SUPPLIED DATA:
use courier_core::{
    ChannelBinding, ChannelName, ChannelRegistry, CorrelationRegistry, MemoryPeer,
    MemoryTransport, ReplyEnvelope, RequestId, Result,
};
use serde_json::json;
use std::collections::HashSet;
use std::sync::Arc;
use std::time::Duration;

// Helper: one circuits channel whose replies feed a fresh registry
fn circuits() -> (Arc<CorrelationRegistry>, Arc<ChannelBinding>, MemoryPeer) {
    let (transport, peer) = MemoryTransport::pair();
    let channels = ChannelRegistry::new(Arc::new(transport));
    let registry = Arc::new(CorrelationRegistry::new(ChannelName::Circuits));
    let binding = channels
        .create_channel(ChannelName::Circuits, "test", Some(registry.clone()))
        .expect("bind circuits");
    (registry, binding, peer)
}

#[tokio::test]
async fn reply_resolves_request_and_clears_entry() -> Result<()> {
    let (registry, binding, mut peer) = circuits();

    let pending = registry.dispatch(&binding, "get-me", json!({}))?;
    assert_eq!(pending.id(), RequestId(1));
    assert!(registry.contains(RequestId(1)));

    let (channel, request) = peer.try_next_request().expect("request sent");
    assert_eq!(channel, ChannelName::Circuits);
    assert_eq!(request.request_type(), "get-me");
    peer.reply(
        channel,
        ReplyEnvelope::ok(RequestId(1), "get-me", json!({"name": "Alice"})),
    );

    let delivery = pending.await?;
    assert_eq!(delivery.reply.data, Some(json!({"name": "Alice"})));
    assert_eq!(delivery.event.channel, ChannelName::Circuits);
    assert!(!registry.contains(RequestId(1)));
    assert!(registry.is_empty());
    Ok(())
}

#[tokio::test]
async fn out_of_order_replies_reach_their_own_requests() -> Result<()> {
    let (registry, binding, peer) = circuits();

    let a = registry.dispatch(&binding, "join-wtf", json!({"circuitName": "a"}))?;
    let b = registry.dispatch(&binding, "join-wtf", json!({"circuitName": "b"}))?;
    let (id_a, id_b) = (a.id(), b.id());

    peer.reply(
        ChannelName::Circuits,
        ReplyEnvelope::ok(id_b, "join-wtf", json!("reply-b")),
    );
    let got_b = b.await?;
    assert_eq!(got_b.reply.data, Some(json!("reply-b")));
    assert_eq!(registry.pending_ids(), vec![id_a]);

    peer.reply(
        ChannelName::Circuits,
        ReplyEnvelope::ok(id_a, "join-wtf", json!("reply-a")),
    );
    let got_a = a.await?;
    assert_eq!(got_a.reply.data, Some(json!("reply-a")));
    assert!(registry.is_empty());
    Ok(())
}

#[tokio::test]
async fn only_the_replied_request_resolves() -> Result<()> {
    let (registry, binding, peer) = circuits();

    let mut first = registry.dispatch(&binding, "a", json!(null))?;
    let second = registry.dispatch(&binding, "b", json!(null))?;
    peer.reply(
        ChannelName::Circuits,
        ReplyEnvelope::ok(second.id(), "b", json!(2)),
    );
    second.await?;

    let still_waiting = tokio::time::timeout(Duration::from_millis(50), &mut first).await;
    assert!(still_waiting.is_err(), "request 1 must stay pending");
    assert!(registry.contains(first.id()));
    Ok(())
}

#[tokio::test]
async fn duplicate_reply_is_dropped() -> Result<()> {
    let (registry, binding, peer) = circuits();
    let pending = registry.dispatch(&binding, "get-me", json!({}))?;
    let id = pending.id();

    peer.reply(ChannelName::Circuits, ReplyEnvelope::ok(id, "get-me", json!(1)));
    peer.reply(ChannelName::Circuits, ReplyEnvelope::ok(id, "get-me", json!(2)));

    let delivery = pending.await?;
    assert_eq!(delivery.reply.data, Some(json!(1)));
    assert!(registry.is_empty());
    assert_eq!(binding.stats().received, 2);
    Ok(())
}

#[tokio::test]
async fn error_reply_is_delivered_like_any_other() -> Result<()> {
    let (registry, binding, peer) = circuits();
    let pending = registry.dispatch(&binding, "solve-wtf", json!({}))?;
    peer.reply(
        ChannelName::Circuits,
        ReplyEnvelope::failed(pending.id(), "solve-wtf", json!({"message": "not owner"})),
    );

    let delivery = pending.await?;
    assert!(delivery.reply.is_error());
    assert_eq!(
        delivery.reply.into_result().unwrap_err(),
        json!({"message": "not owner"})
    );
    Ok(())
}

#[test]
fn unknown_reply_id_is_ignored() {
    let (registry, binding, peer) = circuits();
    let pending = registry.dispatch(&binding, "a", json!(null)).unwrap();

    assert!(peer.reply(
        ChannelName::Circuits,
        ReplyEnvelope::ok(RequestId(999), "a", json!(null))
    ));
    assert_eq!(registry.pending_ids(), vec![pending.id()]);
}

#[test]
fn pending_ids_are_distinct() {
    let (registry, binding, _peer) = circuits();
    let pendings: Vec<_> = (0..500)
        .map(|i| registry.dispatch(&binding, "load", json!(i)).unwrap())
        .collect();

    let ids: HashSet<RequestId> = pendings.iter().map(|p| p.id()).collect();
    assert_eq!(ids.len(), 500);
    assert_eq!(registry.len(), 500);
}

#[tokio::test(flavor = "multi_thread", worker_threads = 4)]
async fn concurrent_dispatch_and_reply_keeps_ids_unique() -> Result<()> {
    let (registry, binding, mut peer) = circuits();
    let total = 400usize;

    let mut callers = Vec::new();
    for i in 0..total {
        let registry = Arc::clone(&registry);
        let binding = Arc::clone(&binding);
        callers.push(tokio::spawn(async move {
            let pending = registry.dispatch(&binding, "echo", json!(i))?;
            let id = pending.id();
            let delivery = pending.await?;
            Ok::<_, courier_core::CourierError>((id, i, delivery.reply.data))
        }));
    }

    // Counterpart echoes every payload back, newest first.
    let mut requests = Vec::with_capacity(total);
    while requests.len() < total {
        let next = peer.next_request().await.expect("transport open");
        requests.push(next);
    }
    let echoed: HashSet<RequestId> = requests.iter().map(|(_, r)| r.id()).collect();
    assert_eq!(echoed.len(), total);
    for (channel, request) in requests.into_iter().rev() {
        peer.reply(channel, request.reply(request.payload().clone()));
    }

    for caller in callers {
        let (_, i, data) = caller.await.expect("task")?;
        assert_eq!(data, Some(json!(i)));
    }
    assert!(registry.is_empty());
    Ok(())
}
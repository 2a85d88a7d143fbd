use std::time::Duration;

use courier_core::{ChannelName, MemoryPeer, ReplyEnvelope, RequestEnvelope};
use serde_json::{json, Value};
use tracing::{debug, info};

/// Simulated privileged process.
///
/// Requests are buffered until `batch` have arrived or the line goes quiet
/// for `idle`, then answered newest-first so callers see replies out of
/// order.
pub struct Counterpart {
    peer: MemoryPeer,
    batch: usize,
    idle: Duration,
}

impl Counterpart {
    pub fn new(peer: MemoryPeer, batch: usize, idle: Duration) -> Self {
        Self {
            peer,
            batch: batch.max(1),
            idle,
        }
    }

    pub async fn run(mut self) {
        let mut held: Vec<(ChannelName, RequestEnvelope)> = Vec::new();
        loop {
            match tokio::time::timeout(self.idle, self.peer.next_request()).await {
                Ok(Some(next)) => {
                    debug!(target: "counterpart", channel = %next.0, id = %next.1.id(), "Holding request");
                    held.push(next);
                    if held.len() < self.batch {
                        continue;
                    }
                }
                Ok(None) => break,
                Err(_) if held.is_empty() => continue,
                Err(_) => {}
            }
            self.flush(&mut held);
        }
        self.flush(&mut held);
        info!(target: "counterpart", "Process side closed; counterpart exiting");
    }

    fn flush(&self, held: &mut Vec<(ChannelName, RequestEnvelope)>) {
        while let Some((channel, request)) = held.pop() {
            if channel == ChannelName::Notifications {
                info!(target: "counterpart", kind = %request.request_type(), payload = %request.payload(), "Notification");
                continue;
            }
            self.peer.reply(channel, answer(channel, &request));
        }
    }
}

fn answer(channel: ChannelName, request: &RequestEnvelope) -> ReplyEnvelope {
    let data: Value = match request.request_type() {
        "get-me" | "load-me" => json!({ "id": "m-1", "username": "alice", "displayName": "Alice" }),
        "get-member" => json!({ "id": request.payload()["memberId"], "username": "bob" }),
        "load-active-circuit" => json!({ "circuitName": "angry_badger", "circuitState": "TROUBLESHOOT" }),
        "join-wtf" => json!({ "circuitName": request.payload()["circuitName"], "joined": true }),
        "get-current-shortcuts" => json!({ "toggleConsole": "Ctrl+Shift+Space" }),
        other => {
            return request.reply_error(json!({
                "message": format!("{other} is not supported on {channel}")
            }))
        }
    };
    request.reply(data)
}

EXERCISE DESCRIPTION: Return all lines above that mention the word "HashSet".

EXERCISE ANSWER:
use std::collections::HashSet;
    let ids: HashSet<RequestId> = pendings.iter().map(|p| p.id()).collect();
    let echoed: HashSet<RequestId> = requests.iter().map(|(_, r)| r.id()).collect();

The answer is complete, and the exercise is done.